AI summary
Brasil kembali ke pasar kredit internasional setelah enam bulan. Obligasi baru yang ditawarkan memiliki yield sekitar 7.05%. Aset Brasil menunjukkan pemulihan yang signifikan setelah penurunan tajam sebelumnya. Brasil sedang mencari dana dari pasar kredit internasional dengan menawarkan utang baru untuk pertama kalinya dalam lebih dari enam bulan. Negara terbesar di Amerika Latin ini berencana untuk menjual obligasi yang jatuh tempo pada tahun 2035, dengan perkiraan imbal hasil sekitar 7,05%. Uang yang didapat dari penjualan obligasi ini akan digunakan untuk membayar utang publik yang masih ada.

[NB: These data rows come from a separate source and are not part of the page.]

use crate::app_config::{AppConfig, Environment, ProviderMode};
use crate::ConfigError;

/// Load application configuration from environment variables.
///
/// Calls `dotenvy::dotenv().ok()` to load `.env` files before reading env vars.
///
/// # Errors
///
/// Returns `ConfigError` if a value is present but invalid.
pub fn load_app_config() -> Result<AppConfig, ConfigError> {
    dotenvy::dotenv().ok();
    load_app_config_from_env()
}

/// Load application configuration from environment variables already in the process.
///
/// Unlike [`load_app_config`], this does NOT load `.env` files.
///
/// # Errors
///
/// Returns `ConfigError` if a value is present but invalid.
pub fn load_app_config_from_env() -> Result<AppConfig, ConfigError> {
    build_app_config(|key| std::env::var(key))
}

/// Build application configuration using the provided env-var lookup function.
///
/// Every setting has a default, so an empty environment yields a usable
/// development config pointed at a local backend proxy.
fn build_app_config<F>(lookup: F) -> Result<AppConfig, ConfigError>
where
    F: Fn(&str) -> Result<String, std::env::VarError>,
{
    use std::net::SocketAddr;
    use std::path::PathBuf;

    let or_default = |var: &str, default: &str| -> String {
        lookup(var).unwrap_or_else(|_| default.to_string())
    };

    let invalid = |var: &str, reason: String| ConfigError::InvalidEnvVar {
        var: var.to_string(),
        reason,
    };

    let parse_u32 = |var: &str, default: &str| -> Result<u32, ConfigError> {
        or_default(var, default)
            .parse::<u32>()
            .map_err(|e| invalid(var, e.to_string()))
    };

    let parse_u64 = |var: &str, default: &str| -> Result<u64, ConfigError> {
        or_default(var, default)
            .parse::<u64>()
            .map_err(|e| invalid(var, e.to_string()))
    };

    let env = parse_environment(&or_default("PRODLENS_ENV", "development"));
    let log_level = or_default("PRODLENS_LOG_LEVEL", "info");

    let bind_addr = or_default("PRODLENS_BIND_ADDR", "0.0.0.0:8000")
        .parse::<SocketAddr>()
        .map_err(|e| invalid("PRODLENS_BIND_ADDR", e.to_string()))?;

    let provider = or_default("PRODLENS_PROVIDER", "backend")
        .parse::<ProviderMode>()
        .map_err(|e| invalid("PRODLENS_PROVIDER", e))?;

    let backend_url = or_default("PRODLENS_BACKEND_URL", "http://localhost:8000/api");
    let perplexity_api_key = lookup("PERPLEXITY_API_KEY")
        .ok()
        .map(|k| k.trim().to_string())
        .filter(|k| !k.is_empty());
    let perplexity_url = or_default(
        "PRODLENS_PERPLEXITY_URL",
        "https://api.perplexity.ai/chat/completions",
    );
    let perplexity_model = or_default("PRODLENS_PERPLEXITY_MODEL", "sonar");

    let perplexity_temperature = or_default("PRODLENS_PERPLEXITY_TEMPERATURE", "0.2")
        .parse::<f32>()
        .map_err(|e| invalid("PRODLENS_PERPLEXITY_TEMPERATURE", e.to_string()))?;
    if !(0.0..=2.0).contains(&perplexity_temperature) {
        return Err(invalid(
            "PRODLENS_PERPLEXITY_TEMPERATURE",
            format!("{perplexity_temperature} is outside 0.0..=2.0"),
        ));
    }

    let perplexity_max_tokens = parse_u32("PRODLENS_PERPLEXITY_MAX_TOKENS", "1000")?;
    let search_recency_filter = or_default("PRODLENS_SEARCH_RECENCY", "month");
    let request_timeout_secs = parse_u64("PRODLENS_REQUEST_TIMEOUT_SECS", "30")?;
    let user_agent = or_default("PRODLENS_USER_AGENT", "prodlens/0.1 (product-analyzer)");
    let settings_path = PathBuf::from(or_default(
        "PRODLENS_SETTINGS_PATH",
        "./.prodlens/settings.json",
    ));
    let catalog_path = PathBuf::from(or_default("PRODLENS_CATALOG_PATH", "./config/catalog.yaml"));

    Ok(AppConfig {
        env,
        bind_addr,
        log_level,
        provider,
        backend_url,
        perplexity_api_key,
        perplexity_url,
        perplexity_model,
        perplexity_temperature,
        perplexity_max_tokens,
        search_recency_filter,
        request_timeout_secs,
        user_agent,
        settings_path,
        catalog_path,
    })
}

/// Parse a string into an `Environment` variant.
///
/// Unrecognized values default to `Environment::Development`.
fn parse_environment(s: &str) -> Environment {
    match s {
        "production" => Environment::Production,
        "test" => Environment::Test,
        _ => Environment::Development,
    }
}

#[cfg(test)]
#[path = "config_test.rs"]
mod tests;
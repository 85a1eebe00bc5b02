//! Direct client for Perplexity's chat-completions API.
//!
//! Each operation sends one system + user prompt pair and digs the JSON
//! payload out of the model's free-text answer with [`crate::extract`].
//! Returned values are still raw; [`crate::normalize`] turns them into view
//! models.

use prodlens_core::AppConfig;
use reqwest::{Client, Url};
use serde_json::Value;

use crate::client::{build_http_client, error_from_response};
use crate::error::ClientError;
use crate::extract::{extract_json, into_records, Shape};
use crate::prompts;
use crate::types::{ChatMessage, ChatRequest, ChatResponse};

pub const DEFAULT_URL: &str = "https://api.perplexity.ai/chat/completions";
pub const DEFAULT_MODEL: &str = "sonar";
pub const DEFAULT_TEMPERATURE: f32 = 0.2;
pub const DEFAULT_MAX_TOKENS: u32 = 1000;
pub const DEFAULT_RECENCY: &str = "month";

const UNPARSABLE: u16 = 422;

pub struct PerplexityClient {
    client: Client,
    api_key: String,
    url: Url,
    model: String,
    temperature: f32,
    max_tokens: u32,
    search_recency_filter: String,
}

impl std::fmt::Debug for PerplexityClient {
    fn fmt(&self, f: &mut std::fmt::Formatter<'_>) -> std::fmt::Result {
        f.debug_struct("PerplexityClient")
            .field("url", &self.url.as_str())
            .field("model", &self.model)
            .finish_non_exhaustive()
    }
}

impl PerplexityClient {
    /// Builds a client from application config.
    ///
    /// `api_key` overrides the configured key (the CLI passes the key saved
    /// in the settings store).
    ///
    /// # Errors
    ///
    /// - [`ClientError::MissingApiKey`] if neither source has a non-blank key.
    /// - [`ClientError::InvalidBaseUrl`] if the endpoint URL does not parse.
    /// - [`ClientError::Http`] if the `reqwest::Client` cannot be constructed.
    pub fn from_config(config: &AppConfig, api_key: Option<&str>) -> Result<Self, ClientError> {
        let api_key = api_key
            .or(config.perplexity_api_key.as_deref())
            .map(str::trim)
            .filter(|k| !k.is_empty())
            .ok_or(ClientError::MissingApiKey)?;

        Ok(Self {
            client: build_http_client(config.request_timeout_secs, &config.user_agent)?,
            api_key: api_key.to_owned(),
            url: parse_url(&config.perplexity_url)?,
            model: config.perplexity_model.clone(),
            temperature: config.perplexity_temperature,
            max_tokens: config.perplexity_max_tokens,
            search_recency_filter: config.search_recency_filter.clone(),
        })
    }

    /// Builds a client with default model settings against a custom endpoint
    /// (for testing with wiremock).
    ///
    /// # Errors
    ///
    /// Same as [`PerplexityClient::from_config`].
    pub fn with_url(api_key: &str, timeout_secs: u64, url: &str) -> Result<Self, ClientError> {
        let api_key = api_key.trim();
        if api_key.is_empty() {
            return Err(ClientError::MissingApiKey);
        }

        Ok(Self {
            client: build_http_client(timeout_secs, crate::client::DEFAULT_USER_AGENT)?,
            api_key: api_key.to_owned(),
            url: parse_url(url)?,
            model: DEFAULT_MODEL.to_owned(),
            temperature: DEFAULT_TEMPERATURE,
            max_tokens: DEFAULT_MAX_TOKENS,
            search_recency_filter: DEFAULT_RECENCY.to_owned(),
        })
    }

    /// Asks for a structured comparison of two products.
    ///
    /// # Errors
    ///
    /// - [`ClientError::Provider`] with status 422 if no JSON object can be
    ///   recovered from the answer, or with the upstream status on non-2xx.
    /// - [`ClientError::Http`] on transport failure.
    pub async fn compare_products(
        &self,
        product1: &str,
        product2: &str,
    ) -> Result<Value, ClientError> {
        let content = self
            .ask(
                prompts::COMPARE_SYSTEM,
                &prompts::compare_prompt(product1, product2),
            )
            .await?;

        match extract_json(&content, Shape::Object) {
            Some(value @ Value::Object(_)) => Ok(value),
            _ => Err(unparsable("Could not parse structured data", &content)),
        }
    }

    /// Asks for up to five products matching free-text criteria.
    ///
    /// # Errors
    ///
    /// Same as [`PerplexityClient::compare_products`].
    pub async fn find_products(&self, criteria: &str) -> Result<Vec<Value>, ClientError> {
        let content = self
            .ask(prompts::FIND_SYSTEM, &prompts::find_prompt(criteria))
            .await?;

        extract_json(&content, Shape::List)
            .map(into_records)
            .map(stringify_ids)
            .ok_or_else(|| {
                unparsable("Failed to parse product data from API response", &content)
            })
    }

    /// Asks for recent news items in a category.
    ///
    /// # Errors
    ///
    /// Same as [`PerplexityClient::compare_products`].
    pub async fn get_product_updates(&self, category: &str) -> Result<Vec<Value>, ClientError> {
        let content = self
            .ask(prompts::UPDATES_SYSTEM, &prompts::updates_prompt(category))
            .await?;

        extract_json(&content, Shape::List)
            .map(into_records)
            .map(stringify_ids)
            .ok_or_else(|| {
                unparsable(
                    "Failed to parse product updates from API response",
                    &content,
                )
            })
    }

    /// Sends one chat turn and returns the first choice's text.
    async fn ask(&self, system: &str, prompt: &str) -> Result<String, ClientError> {
        let body = ChatRequest {
            model: &self.model,
            messages: vec![
                ChatMessage {
                    role: "system",
                    content: system,
                },
                ChatMessage {
                    role: "user",
                    content: prompt,
                },
            ],
            temperature: self.temperature,
            max_tokens: self.max_tokens,
            search_recency_filter: &self.search_recency_filter,
        };

        let started = std::time::Instant::now();
        let response = self
            .client
            .post(self.url.clone())
            .bearer_auth(&self.api_key)
            .json(&body)
            .send()
            .await?;

        let status = response.status();
        tracing::debug!(
            status = status.as_u16(),
            model = %self.model,
            elapsed_ms = started.elapsed().as_millis(),
            "perplexity responded"
        );

        if !status.is_success() {
            return Err(match error_from_response(response).await {
                ClientError::Provider { status, message } => ClientError::Provider {
                    status,
                    message: format!("Perplexity API error: {message}"),
                },
                other => other,
            });
        }

        let text = response.text().await?;
        let parsed: ChatResponse =
            serde_json::from_str(&text).map_err(|e| ClientError::Deserialize {
                context: "perplexity chat completion".to_string(),
                source: e,
            })?;

        Ok(parsed
            .choices
            .into_iter()
            .next()
            .map(|choice| choice.message.content)
            .unwrap_or_default())
    }
}

fn parse_url(url: &str) -> Result<Url, ClientError> {
    Url::parse(url.trim()).map_err(|e| ClientError::InvalidBaseUrl {
        url: url.to_string(),
        reason: e.to_string(),
    })
}

fn unparsable(message: &str, content: &str) -> ClientError {
    tracing::warn!(
        content_len = content.len(),
        "no usable JSON in provider answer"
    );
    ClientError::Provider {
        status: UNPARSABLE,
        message: message.to_string(),
    }
}

/// Numeric ids become strings so downstream code sees one id type.
fn stringify_ids(mut records: Vec<Value>) -> Vec<Value> {
    for record in &mut records {
        let numeric = match record.get("id") {
            Some(Value::Number(n)) => Some(n.to_string()),
            _ => None,
        };
        if let Some(id) = numeric {
            record["id"] = Value::String(id);
        }
    }
    records
}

Para analis percaya bahwa investor akan menyambut baik penawaran ini karena ada nilai kelangkaan pada obligasi Brasil yang berdenominasi dolar AS.Setelah mengalami penurunan yang signifikan pada akhir tahun lalu, aset Brasil kini mulai pulih. Mata uang Brasil, yang sempat turun lebih dari 21% terhadap dolar pada tahun 2024, kini naik sekitar 8% di tahun ini. Saham Brasil juga meningkat sekitar 6,8%, meskipun bank sentral terus menaikkan suku bunga. Brasil terakhir kali menjual obligasi dolar pada bulan Juni tahun lalu, dan saat ini memiliki sekitar $6,7 miliar obligasi yang jatuh tempo tahun ini.
Pemulihan aset Brazil ini menandai momen strategis yang sangat tepat bagi pemerintah untuk membiayai kembali utang luar negerinya sebelum tekanan pasar meningkat kembali. Namun, yield obligasi 7,05% masih menunjukkan risiko yang dianggap cukup tinggi oleh investor, memperlihatkan bahwa tantangan fiskal Brazil belum sepenuhnya hilang.